On non-enforcement of court rulings
In our “law-based country” a person can quietly and with total impunity ignore the rulings of two courts. And he doesn’t have to be a deputy or oligarch. The judicial-legal system in our country is so “flexible” that it can bend under the wish of any, to put it mildly, swindler.
There are cases in judicial practice which are privately called “trivial”. These include various suits asking for faulty products to be replaced by those of proper quality. You would think this was a basic and simple procedure: the court issues the appropriate ruling and the bailiff service checks that the situation is resolve.
However if the bailiff is slack in carrying out his duties, then the party which lost the court case has nothing to fear. This can be demonstrated with the example of a “simple mortal” who tried to get a faulty balcony door changed.
In the State Bailiffs’ Service of the Shevchenkivsky District in Kyiv the writ was registered in June 2008. Since that time the aggrieved party has been regularly going there to see the specific bailiff, Serhiy Yurpolsky, responsible for the matter. The latter has all the details about the businessman who has been ordered by the court to change the faulty door. At first Mr Yurpolsky promised to deal with it within a month, but pretty soon he stopped doing anything at all. Each visit turned into meaningless talk.

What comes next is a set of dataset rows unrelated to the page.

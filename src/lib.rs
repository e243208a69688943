//! # filemerge Library
//!
//! This crate can be used to:
//!
//! - Merge a selection of files and directories into one text document made of
//!   a directory tree summary followed by one delimited block per file
//! - Restore the original files from such a document (feature `restore`)
//!
//! ## Usage
//!
//! ### To merge files:
//!
//! ```rust,no_run
//! use filemerge::{MergeOptions, PathRef, merge};
//!
//! #[tokio::main]
//! async fn main() -> anyhow::Result<()> {
//!     let root = std::env::current_dir()?;
//!     let selection = vec![PathRef::directory(root.join("src"))];
//!
//!     let document = merge(&selection, &MergeOptions::with_root(&root)).await?;
//!     print!("{document}");
//!     Ok(())
//! }
//! ```
//!
//! ### To run the whole command-line flow:
//!
//! ```rust,no_run
//! use filemerge::{Config, run_filemerge};
//!
//! #[tokio::main]
//! async fn main() -> anyhow::Result<()> {
//!     let config = Config::new(std::env::current_dir()?);
//!     run_filemerge(config).await
//! }
//! ```
//!
//! Every file block has this exact shape, which other tools may rely on:
//!
//! ```text
//!
//! ==================================================
//! <--- Start-File: proj/src/a.ts --->
//! ==================================================
//!
//! <file contents>
//!
//! ==================================================
//! <--- End-File: proj/src/a.ts --->
//! ==================================================
//! ```

pub mod cli;
pub mod error;
#[cfg(feature = "restore")]
pub mod extractor;
pub mod ignore_filter;
pub mod merge;
pub mod output;
pub mod selection;
pub mod tree;
pub mod utils;
pub mod writer;

pub use cli::Config;
pub use error::{MergeError, MergeResult};
#[cfg(feature = "restore")]
pub use extractor::{ExtractedFile, extract_from_merged, parse_merged_document};
pub use ignore_filter::IgnoreFilter;
pub use merge::{IssueKind, MergeIssue, MergeOptions, MergedDocument, merge};
pub use output::{OutputSink, deliver};
pub use selection::{FileSet, PathKind, PathRef, resolve_selection};
pub use tree::{FileTree, TreeNode, render_tree};
pub use utils::relative_path;
pub use writer::{file_block, serialize_contents};

use anyhow::{Context, Result};
use log::{info, warn};
use std::collections::HashSet;

/// Merge the configured selection and deliver the document.
pub async fn run_filemerge(config: Config) -> Result<()> {
    #[cfg(feature = "restore")]
    if let Some(input) = &config.restore_input {
        extract_from_merged(input, config.restore_path.as_deref()).await?;
        return Ok(());
    }

    let requested = if config.selection.is_empty() {
        vec![config.project_root.clone()]
    } else {
        config.selection.clone()
    };

    // Validate before touching the filesystem.
    merge::check_selection_count(requested.len(), config.min_selections)?;

    let project_root = utils::normalize_path(&config.project_root).with_context(|| {
        format!(
            "Workspace root is not accessible: {}",
            config.project_root.display()
        )
    })?;

    let mut selection = Vec::with_capacity(requested.len());
    for path in requested {
        match utils::normalize_path(&path).and_then(PathRef::stat) {
            Ok(entry) => selection.push(entry),
            Err(err) => warn!("Skipping {}: {err}", path.display()),
        }
    }

    let excluded_paths: HashSet<_> = match &config.output {
        OutputSink::File(path) => HashSet::from([utils::normalize_output_path(path)]),
        _ => HashSet::new(),
    };

    let options = MergeOptions {
        workspace_root: Some(project_root),
        respect_gitignore: config.respect_gitignore,
        min_selections: 0,
        excluded_paths,
    };

    let document = merge(&selection, &options)
        .await
        .context("Failed to merge selection")?;

    deliver(&document.text(), &config.output)
        .await
        .context("Failed to deliver merged document")?;

    info!(
        "Merged {} files ({} entries skipped)",
        document.file_count,
        document.issues.len()
    );

    Ok(())
}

On 4 November 2008, after almost five months, Mr Yurpolsky issued a resolution to return the writ claiming that the respondent was not at the address indicated. No other measures to find the person responsible for changing the door were taken. The claimant had to turn to the court again, and a second court ruling ordered that he receive moral compensation from the person who provided the faulty door. During those court proceedings, information was sought from the Tax Inspectorate which immediately provided all information about the businessman, and mainly the firm’s bank account.
With all these documents a writ from the second court was registered in the same Bailiff Service Office on 7 October 2009. During a meeting with the same bailiff, the claimant demanded that the businessman’s bank account be frozen. However the matter was again dragged out with Bailiff Yurpolsky in no way wanting to freeze the account. He procrastinated quite openly, as if enjoying the situation. Was he playing for time so that the account could be emptied? Who knows, but it is looking as though the second court order will also not be enforced.
The situation is particularly depressing given that the Bailiff Service has received new rights. Significant amendments were made to the Law “On bailiff proceedings” which if properly used, could seriously curb swindlers.
A bailiff has the right, for example, to impose a fine of up to 30 times the minimum wage before tax. If the claimant does not respond to the bailiff’s summons, the police can be called in. Furthermore the bailiff can submit an application to have criminal charges brought. Yet with Ukraine’s State employees, it all remains on paper.